The notched Izod impact strength of the blends was measured using an XJU-22 Izod impact tester at 23 °C according to ASTM D256 (63.5 mm × 12.7 mm × 3.18 mm). The notch was milled with a depth of 2.54 mm, an angle of 45° and a notch radius of 0.25 mm. The tensile tests were carried out with an Instron-3365 tensile tester at a crosshead speed of 50 mm min⁻¹ at 23 °C according to ASTM D638.

Morphological observation

TEM micrographs were taken on a JEM-1011 transmission electron microscope (JEOL, Japan) operating at an accelerating voltage of 100 kV. Ultrathin samples were obtained using a Leica ultra microtome at −100 °C (Leica, Germany). The PB phase of the RCS particles was stained using an aqueous solution of OsO₄ (2%) over a period of 2.5 h. Polycarbonate was stained with an aqueous solution of RuO₄ for about 70 min. SEM micrographs were obtained with a JSM6510 scanning electron microscope (JEOL, Japan) with an operation voltage of 10 kV. Before the test, the samples were coated with a gold layer for SEM observation.

DMA test

The samples were compression molded in order to obtain bars that are suitable for DMA measurements. The dimensions of the samples were 30 mm × 10 mm × 1 mm and the dynamic mechanical analyzer used was the Diamond-DMA (Perkin Elmer, Japan) under single cantilever mode in a temperature range from −110 °C to 180 °C with a constant heating rate of 3 °C min⁻¹ and a frequency of 1 Hz.

Results and discussion

Properties of the RCS particles

The properties of the RCS particles, such as particle size, grafting degree and morphology, have a very important influence on the toughening behavior. The particle size of the PB used in this work was 296 nm. According to Bucknall’s investigation, the particle size of the rubber can influence its caviation ability and for many high performance blends, the optimum particle size appears to be about 300 nm.^29,30 So in the present work, the rubber core size of the RCS particles was a very suitable way to toughen PBT/PC blends. As seen from Fig. 1b, with the increase of the core–shell ratio from 20/80 to 70/30, the particle size of the RCS particles decreased from 489 nm to 324 nm. This decrease of the particle size for the RCS particles can be explained by Fig. 1a, which shows the curves of the theoretical and practical grafting degree of the shell phase of the RCS particles. It can be found that the two curves are different and that part of the shell monomers have not reacted with the PB rubber core. The grafting degree of the RCS particles decreased from 306% to 35% when the core–shell ratio changed from 20/80 to 70/30. So the higher shell monomer content can induce much more grafted shell polymers on the PB phase and lead to a bigger RCS particle size. On the other hand, the grafting degree of the RCS particles can influence their dispersed phase morphology and the final mechanical properties of the blends, which will be discussed in the following section.

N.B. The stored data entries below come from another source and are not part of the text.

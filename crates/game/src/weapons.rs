//! Weapon types and their static definitions.

/// Weapon types a client can fire.
#[derive(Debug, Clone, Copy, PartialEq, Eq, Hash)]
pub enum WeaponType {
    Knife,
    Pistol,
    MachineGun,
    Deagle,
    Shotgun,
    AssaultRifle,
    GrenadeLauncher,
    RocketLauncher,
    Plasma,
    BubbleGun,
    Laser,
    Sniper,
    Railgun,
    Rifle,
}

pub const WEAPON_COUNT: usize = 14;

impl WeaponType {
    pub const ALL: [WeaponType; WEAPON_COUNT] = [
        WeaponType::Knife,
        WeaponType::Pistol,
        WeaponType::MachineGun,
        WeaponType::Deagle,
        WeaponType::Shotgun,
        WeaponType::AssaultRifle,
        WeaponType::GrenadeLauncher,
        WeaponType::RocketLauncher,
        WeaponType::Plasma,
        WeaponType::BubbleGun,
        WeaponType::Laser,
        WeaponType::Sniper,
        WeaponType::Railgun,
        WeaponType::Rifle,
    ];

    /// Slot in per-weapon stat arrays.
    pub fn index(self) -> usize {
        self as usize
    }
}

/// What the trigger is doing this frame.
#[derive(Debug, Clone, Copy, Default, PartialEq, Eq)]
pub enum WeaponState {
    #[default]
    Ready,
    Firing,
    Reloading,
}

/// Milliseconds of zooming before bullets lose their hip-fire spread.
pub const ZOOM_TIME: i64 = 250;

/// Static weapon parameters.
///
/// `range` is a distance for hit-scan weapons and a lifetime in milliseconds
/// for projectiles. `spread` is the slash half-angle in degrees for the
/// knife, the sunflower scale in units for the shotgun and the outward tilt
/// of ring bubbles for the bubble gun.
#[derive(Debug, Clone, Copy, PartialEq)]
pub struct WeaponDef {
    pub name: &'static str,
    pub speed: f32,
    pub range: f32,
    pub damage: f32,
    pub min_damage: f32,
    pub knockback: f32,
    pub min_knockback: f32,
    pub splash_radius: f32,
    pub spread: f32,
    /// Hip-fire spread cone in degrees, shrinking to zero while zoomed.
    pub zoom_spread: f32,
    pub projectile_count: u32,
}

const HITSCAN: WeaponDef = WeaponDef {
    name: "",
    speed: 0.0,
    range: 8192.0,
    damage: 0.0,
    min_damage: 0.0,
    knockback: 0.0,
    min_knockback: 0.0,
    splash_radius: 0.0,
    spread: 0.0,
    zoom_spread: 0.0,
    projectile_count: 1,
};

static WEAPON_DEFS: [WeaponDef; WEAPON_COUNT] = [
    WeaponDef {
        name: "knife",
        range: 90.0,
        damage: 25.0,
        knockback: 50.0,
        spread: 40.0,
        projectile_count: 7,
        ..HITSCAN
    },
    WeaponDef {
        name: "pistol",
        damage: 20.0,
        knockback: 40.0,
        zoom_spread: 2.0,
        ..HITSCAN
    },
    WeaponDef {
        name: "machinegun",
        damage: 10.0,
        knockback: 15.0,
        zoom_spread: 3.0,
        ..HITSCAN
    },
    WeaponDef {
        name: "deagle",
        damage: 40.0,
        knockback: 60.0,
        zoom_spread: 4.0,
        ..HITSCAN
    },
    WeaponDef {
        name: "shotgun",
        range: 1000.0,
        damage: 5.0,
        knockback: 8.0,
        spread: 20.0,
        projectile_count: 25,
        ..HITSCAN
    },
    WeaponDef {
        name: "assaultrifle",
        damage: 12.0,
        knockback: 20.0,
        zoom_spread: 2.5,
        ..HITSCAN
    },
    WeaponDef {
        name: "grenadelauncher",
        speed: 1000.0,
        range: 1250.0,
        damage: 80.0,
        min_damage: 15.0,
        knockback: 100.0,
        min_knockback: 10.0,
        splash_radius: 150.0,
        ..HITSCAN
    },
    WeaponDef {
        name: "rocketlauncher",
        speed: 1150.0,
        range: 10000.0,
        damage: 80.0,
        min_damage: 15.0,
        knockback: 100.0,
        min_knockback: 10.0,
        splash_radius: 150.0,
        ..HITSCAN
    },
    WeaponDef {
        name: "plasma",
        speed: 1700.0,
        range: 5000.0,
        damage: 14.0,
        min_damage: 5.0,
        knockback: 20.0,
        min_knockback: 1.0,
        splash_radius: 80.0,
        ..HITSCAN
    },
    WeaponDef {
        name: "bubblegun",
        speed: 1000.0,
        range: 1200.0,
        damage: 20.0,
        min_damage: 5.0,
        knockback: 30.0,
        min_knockback: 5.0,
        splash_radius: 80.0,
        spread: 0.1,
        projectile_count: 5,
        ..HITSCAN
    },
    WeaponDef {
        name: "laser",
        range: 700.0,
        damage: 8.0,
        knockback: 14.0,
        ..HITSCAN
    },
    WeaponDef {
        name: "sniper",
        damage: 75.0,
        knockback: 80.0,
        zoom_spread: 10.0,
        ..HITSCAN
    },
    WeaponDef {
        name: "railgun",
        damage: 60.0,
        knockback: 60.0,
        ..HITSCAN
    },
    WeaponDef {
        name: "rifle",
        speed: 6000.0,
        range: 10000.0,
        damage: 45.0,
        knockback: 30.0,
        ..HITSCAN
    },
];

pub fn weapon_def(weapon: WeaponType) -> &'static WeaponDef {
    &WEAPON_DEFS[weapon.index()]
}
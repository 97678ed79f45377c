//! View camera for the decal pass.

use engine_core::{angle_vectors, Mat4, Vec3};

/// Camera with configurable FOV, clipping planes and viewport.
///
/// The world is Z-up and angles are `(pitch, yaw, roll)` degrees; view space
/// is right-handed looking down -Z, as the culling code expects.
#[derive(Debug, Clone)]
pub struct Camera {
    pub position: Vec3,
    pub angles: Vec3,
    /// Vertical field of view in degrees.
    pub fov_degrees: f32,
    /// Near clipping plane.
    pub near: f32,
    /// Far clipping plane.
    pub far: f32,
    /// Viewport size in pixels.
    pub viewport_width: u32,
    pub viewport_height: u32,
}

impl Default for Camera {
    fn default() -> Self {
        Self {
            position: Vec3::ZERO,
            angles: Vec3::ZERO,
            fov_degrees: 75.0,
            near: 4.0,
            far: 8192.0,
            viewport_width: 1280,
            viewport_height: 720,
        }
    }
}

impl Camera {
    /// Create a new camera at the given position and view angles.
    pub fn new(position: Vec3, angles: Vec3) -> Self {
        Self {
            position,
            angles,
            ..Default::default()
        }
    }

    /// Update the viewport (call on window resize).
    pub fn set_viewport(&mut self, width: u32, height: u32) {
        self.viewport_width = width;
        self.viewport_height = height;
    }

    pub fn aspect(&self) -> f32 {
        self.viewport_width as f32 / self.viewport_height.max(1) as f32
    }

    /// Get the view matrix.
    pub fn view_matrix(&self) -> Mat4 {
        let axes = angle_vectors(self.angles);
        Mat4::look_at_rh(self.position, self.position + axes.forward, axes.up)
    }

    /// Get the projection matrix (OpenGL depth range, finite far plane).
    pub fn projection_matrix(&self) -> Mat4 {
        Mat4::perspective_rh_gl(self.fov_degrees.to_radians(), self.aspect(), self.near, self.far)
    }

    /// Get the combined view-projection matrix.
    pub fn view_projection_matrix(&self) -> Mat4 {
        self.projection_matrix() * self.view_matrix()
    }

    /// Pixel coordinates of a world point, `None` when behind the camera.
    pub fn world_to_screen(&self, point: Vec3) -> Option<(f32, f32)> {
        let clip = self.view_projection_matrix() * point.extend(1.0);
        if clip.w <= 0.0 {
            return None;
        }
        let ndc = clip.truncate() / clip.w;
        let x = (ndc.x + 1.0) * 0.5 * self.viewport_width as f32;
        let y = (1.0 - ndc.y) * 0.5 * self.viewport_height as f32;
        Some((x, y))
    }
}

Fig. 1 Properties of the RCS particles: (a) grafting degree, (b) particle size.

The obvious difference in the core–shell ratio can also influence the micro morphology of the RCS particles. For the RCS particles, the shell is the MMA-co-St-co-GMA plastic phase which grafts onto the surface of the PB particles and can be called ‘external-grafting’. At the same time, because of swelling of the monomer into the PB rubber particles, the grafting polymerization can take place inside the rubber particles too, which can be called ‘internal-grafting’. So the higher shell monomer content may result in much ‘internal-grafting’. Fig. 2 shows the micro TEM morphology of the RCS particles. The PB particles have been stained black due to a chemical reaction between PB and OsO₄. It can be seen that, for the RCS-28, obvious ‘internal-grafting’ exists in the PB core since there are white zones in the black PB particles. However, with the decrease of shell monomer content in the RCS particles, ‘internal-grafting’ becomes undistinct, such as for RCS-46 and RCS-64. The ‘external-grafting’ affects the dispersion of the rubber particles in the matrix, and ‘internal-grafting’ can influence the elastic property of the particles. The change in the micro morphology of the RCS particles will also influence the toughening ability of the RCS particles.

Fig. 2 The micro TEM morphologies of the RCS particles with different core–shell ratios.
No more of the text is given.